Start of The input

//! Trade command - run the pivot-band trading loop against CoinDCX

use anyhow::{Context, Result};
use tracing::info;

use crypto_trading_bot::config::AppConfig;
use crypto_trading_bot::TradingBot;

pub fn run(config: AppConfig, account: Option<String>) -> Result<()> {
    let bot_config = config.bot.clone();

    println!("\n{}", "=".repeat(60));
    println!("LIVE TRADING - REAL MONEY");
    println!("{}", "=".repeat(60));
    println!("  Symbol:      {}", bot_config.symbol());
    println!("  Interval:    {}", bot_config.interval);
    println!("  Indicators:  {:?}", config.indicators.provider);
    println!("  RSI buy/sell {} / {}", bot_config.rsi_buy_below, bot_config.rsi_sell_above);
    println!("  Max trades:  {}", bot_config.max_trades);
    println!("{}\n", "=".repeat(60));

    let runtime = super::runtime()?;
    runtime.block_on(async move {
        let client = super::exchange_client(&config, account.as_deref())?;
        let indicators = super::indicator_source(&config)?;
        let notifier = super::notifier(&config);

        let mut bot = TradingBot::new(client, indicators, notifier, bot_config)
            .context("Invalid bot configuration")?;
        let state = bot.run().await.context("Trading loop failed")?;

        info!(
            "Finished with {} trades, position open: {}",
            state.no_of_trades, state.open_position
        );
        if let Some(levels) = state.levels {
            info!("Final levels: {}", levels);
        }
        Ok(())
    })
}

End of The input
Start of The input

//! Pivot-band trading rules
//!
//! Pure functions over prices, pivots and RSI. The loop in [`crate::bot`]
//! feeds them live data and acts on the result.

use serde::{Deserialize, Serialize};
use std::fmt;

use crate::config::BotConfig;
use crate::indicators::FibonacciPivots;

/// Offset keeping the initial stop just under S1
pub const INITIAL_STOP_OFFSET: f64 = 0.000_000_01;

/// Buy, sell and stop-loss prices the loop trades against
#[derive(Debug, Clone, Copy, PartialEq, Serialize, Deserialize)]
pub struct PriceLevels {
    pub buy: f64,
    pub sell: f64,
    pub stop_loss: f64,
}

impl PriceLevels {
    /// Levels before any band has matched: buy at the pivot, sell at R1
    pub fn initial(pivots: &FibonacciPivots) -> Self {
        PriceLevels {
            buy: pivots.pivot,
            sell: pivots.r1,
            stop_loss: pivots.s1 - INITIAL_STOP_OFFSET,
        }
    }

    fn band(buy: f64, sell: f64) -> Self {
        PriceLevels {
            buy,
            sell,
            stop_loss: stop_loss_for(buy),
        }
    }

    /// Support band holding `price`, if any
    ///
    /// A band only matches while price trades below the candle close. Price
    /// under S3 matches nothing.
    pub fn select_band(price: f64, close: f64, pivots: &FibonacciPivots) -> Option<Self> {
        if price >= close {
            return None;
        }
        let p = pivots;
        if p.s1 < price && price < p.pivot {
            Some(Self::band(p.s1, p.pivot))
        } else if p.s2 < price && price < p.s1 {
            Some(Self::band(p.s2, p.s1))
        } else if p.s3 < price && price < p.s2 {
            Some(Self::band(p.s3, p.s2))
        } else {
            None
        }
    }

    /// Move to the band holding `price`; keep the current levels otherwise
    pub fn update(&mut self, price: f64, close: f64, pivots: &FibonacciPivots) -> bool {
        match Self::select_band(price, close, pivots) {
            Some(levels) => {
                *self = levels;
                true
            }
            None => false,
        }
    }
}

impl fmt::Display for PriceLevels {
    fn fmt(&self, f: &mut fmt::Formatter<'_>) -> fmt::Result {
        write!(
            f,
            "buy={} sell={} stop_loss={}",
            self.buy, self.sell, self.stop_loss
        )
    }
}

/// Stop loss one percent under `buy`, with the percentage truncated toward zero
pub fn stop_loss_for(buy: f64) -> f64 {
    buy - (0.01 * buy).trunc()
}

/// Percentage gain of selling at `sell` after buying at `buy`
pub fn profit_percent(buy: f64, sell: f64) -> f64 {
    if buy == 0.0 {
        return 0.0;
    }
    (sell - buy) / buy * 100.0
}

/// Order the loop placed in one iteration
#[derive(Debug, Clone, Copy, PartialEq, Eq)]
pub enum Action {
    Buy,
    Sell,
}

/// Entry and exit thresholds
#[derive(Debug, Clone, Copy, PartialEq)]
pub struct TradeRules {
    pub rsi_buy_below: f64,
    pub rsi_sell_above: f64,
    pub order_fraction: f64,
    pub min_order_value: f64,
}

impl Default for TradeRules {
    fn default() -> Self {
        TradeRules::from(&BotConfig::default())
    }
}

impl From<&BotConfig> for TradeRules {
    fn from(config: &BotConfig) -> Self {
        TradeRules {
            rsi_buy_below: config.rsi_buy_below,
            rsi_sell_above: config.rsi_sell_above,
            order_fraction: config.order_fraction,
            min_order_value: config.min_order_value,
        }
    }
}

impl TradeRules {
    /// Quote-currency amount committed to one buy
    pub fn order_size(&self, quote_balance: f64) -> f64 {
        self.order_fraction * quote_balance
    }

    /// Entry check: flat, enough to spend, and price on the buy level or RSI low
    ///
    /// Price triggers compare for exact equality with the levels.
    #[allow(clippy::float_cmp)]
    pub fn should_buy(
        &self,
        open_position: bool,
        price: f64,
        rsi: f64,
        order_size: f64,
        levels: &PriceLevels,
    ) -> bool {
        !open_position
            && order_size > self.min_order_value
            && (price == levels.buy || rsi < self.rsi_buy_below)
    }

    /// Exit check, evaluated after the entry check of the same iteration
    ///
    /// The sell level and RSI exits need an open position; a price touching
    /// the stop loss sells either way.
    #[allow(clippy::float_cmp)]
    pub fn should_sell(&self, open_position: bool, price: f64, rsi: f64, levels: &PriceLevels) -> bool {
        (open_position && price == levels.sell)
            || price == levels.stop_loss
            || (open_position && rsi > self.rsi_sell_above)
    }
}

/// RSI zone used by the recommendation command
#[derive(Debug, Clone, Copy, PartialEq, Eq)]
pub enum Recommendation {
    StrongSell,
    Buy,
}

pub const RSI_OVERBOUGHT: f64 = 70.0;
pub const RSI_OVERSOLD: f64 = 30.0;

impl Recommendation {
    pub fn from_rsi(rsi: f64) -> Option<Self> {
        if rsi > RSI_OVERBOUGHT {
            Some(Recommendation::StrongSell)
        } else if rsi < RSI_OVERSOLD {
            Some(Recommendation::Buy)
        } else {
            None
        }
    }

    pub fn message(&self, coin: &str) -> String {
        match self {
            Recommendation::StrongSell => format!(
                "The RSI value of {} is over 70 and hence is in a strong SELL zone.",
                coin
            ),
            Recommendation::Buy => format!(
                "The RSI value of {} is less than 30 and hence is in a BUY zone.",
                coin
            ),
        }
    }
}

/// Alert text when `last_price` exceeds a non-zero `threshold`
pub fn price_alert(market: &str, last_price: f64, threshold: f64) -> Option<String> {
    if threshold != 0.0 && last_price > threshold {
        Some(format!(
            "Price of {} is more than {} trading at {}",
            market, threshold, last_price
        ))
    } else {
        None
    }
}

End of The input
Start of The input

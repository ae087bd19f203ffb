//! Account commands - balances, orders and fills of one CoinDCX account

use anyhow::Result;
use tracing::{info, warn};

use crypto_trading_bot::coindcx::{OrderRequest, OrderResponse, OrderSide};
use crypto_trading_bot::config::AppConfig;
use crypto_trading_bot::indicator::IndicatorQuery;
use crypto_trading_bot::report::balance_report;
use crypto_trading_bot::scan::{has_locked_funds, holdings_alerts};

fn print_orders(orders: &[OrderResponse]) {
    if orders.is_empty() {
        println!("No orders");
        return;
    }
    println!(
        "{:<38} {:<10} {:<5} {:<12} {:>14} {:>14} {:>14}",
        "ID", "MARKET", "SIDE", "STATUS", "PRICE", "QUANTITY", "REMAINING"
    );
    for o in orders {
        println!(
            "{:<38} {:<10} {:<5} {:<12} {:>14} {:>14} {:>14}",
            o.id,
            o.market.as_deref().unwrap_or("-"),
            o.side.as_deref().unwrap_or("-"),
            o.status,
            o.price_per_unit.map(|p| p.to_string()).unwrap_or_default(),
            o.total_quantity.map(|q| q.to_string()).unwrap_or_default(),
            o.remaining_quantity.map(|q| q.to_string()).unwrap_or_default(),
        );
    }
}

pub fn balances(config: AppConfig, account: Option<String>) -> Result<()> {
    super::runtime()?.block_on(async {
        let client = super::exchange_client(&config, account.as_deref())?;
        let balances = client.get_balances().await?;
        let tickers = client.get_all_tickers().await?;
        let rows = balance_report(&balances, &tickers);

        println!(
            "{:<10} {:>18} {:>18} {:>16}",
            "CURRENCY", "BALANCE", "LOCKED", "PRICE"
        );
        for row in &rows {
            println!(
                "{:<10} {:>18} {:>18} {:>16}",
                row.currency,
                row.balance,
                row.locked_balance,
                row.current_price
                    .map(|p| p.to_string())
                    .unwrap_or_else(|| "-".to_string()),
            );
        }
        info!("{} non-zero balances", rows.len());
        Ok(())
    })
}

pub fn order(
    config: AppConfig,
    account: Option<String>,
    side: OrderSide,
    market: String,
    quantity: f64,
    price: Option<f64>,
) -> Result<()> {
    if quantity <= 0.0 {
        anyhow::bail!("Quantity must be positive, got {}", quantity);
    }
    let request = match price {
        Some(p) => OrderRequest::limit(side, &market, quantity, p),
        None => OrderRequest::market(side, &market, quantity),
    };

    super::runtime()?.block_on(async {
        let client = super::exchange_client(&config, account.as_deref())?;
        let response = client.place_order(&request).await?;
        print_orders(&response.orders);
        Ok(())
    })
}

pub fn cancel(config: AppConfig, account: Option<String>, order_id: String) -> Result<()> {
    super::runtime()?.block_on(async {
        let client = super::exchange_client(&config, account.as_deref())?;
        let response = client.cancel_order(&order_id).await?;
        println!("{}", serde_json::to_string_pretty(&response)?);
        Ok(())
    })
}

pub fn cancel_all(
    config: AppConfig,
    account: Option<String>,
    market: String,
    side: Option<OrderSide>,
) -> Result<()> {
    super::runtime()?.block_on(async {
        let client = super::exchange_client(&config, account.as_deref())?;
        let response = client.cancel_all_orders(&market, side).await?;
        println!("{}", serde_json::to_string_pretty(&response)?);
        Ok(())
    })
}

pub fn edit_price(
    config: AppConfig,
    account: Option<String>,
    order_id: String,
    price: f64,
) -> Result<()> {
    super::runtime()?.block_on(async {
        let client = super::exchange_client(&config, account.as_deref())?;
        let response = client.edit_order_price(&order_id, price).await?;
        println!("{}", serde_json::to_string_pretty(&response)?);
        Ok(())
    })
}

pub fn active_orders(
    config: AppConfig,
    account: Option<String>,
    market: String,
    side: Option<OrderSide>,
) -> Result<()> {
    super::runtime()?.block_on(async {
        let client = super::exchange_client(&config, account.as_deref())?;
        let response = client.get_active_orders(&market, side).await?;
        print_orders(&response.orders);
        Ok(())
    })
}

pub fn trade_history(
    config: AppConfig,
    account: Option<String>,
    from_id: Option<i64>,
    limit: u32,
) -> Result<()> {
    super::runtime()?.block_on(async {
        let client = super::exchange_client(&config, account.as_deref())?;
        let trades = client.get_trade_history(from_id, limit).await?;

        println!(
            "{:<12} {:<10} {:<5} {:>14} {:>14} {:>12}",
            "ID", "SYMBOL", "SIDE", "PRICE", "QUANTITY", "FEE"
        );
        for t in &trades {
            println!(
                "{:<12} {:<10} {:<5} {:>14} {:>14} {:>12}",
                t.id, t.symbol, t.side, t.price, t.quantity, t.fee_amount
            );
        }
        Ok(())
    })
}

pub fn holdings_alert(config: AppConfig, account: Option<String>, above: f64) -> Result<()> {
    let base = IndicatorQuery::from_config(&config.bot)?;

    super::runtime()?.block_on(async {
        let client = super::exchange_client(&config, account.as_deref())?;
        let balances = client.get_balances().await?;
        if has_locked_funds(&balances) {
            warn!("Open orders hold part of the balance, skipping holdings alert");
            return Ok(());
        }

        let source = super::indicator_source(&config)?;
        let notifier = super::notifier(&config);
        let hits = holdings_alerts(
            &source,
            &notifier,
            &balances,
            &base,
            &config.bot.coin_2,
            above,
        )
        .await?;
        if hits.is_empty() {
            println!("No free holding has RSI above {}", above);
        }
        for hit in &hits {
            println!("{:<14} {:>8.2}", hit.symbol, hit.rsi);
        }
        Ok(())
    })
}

End of The input

- _About this exercise_
Reproduce exactly the lines of the records above from the one with "pub fn order_size(&self, quote_balance: f64)" to the one with "(open_position && price", both included, and leave out everything else.

- _Response area_
    pub fn order_size(&self, quote_balance: f64) -> f64 {
        self.order_fraction * quote_balance
    }

    /// Entry check: flat, enough to spend, and price on the buy level or RSI low
    ///
    /// Price triggers compare for exact equality with the levels.
    #[allow(clippy::float_cmp)]
    pub fn should_buy(
        &self,
        open_position: bool,
        price: f64,
        rsi: f64,
        order_size: f64,
        levels: &PriceLevels,
    ) -> bool {
        !open_position
            && order_size > self.min_order_value
            && (price == levels.buy || rsi < self.rsi_buy_below)
    }

    /// Exit check, evaluated after the entry check of the same iteration
    ///
    /// The sell level and RSI exits need an open position; a price touching
    /// the stop loss sells either way.
    #[allow(clippy::float_cmp)]
    pub fn should_sell(&self, open_position: bool, price: f64, rsi: f64, levels: &PriceLevels) -> bool {
        (open_position && price == levels.sell)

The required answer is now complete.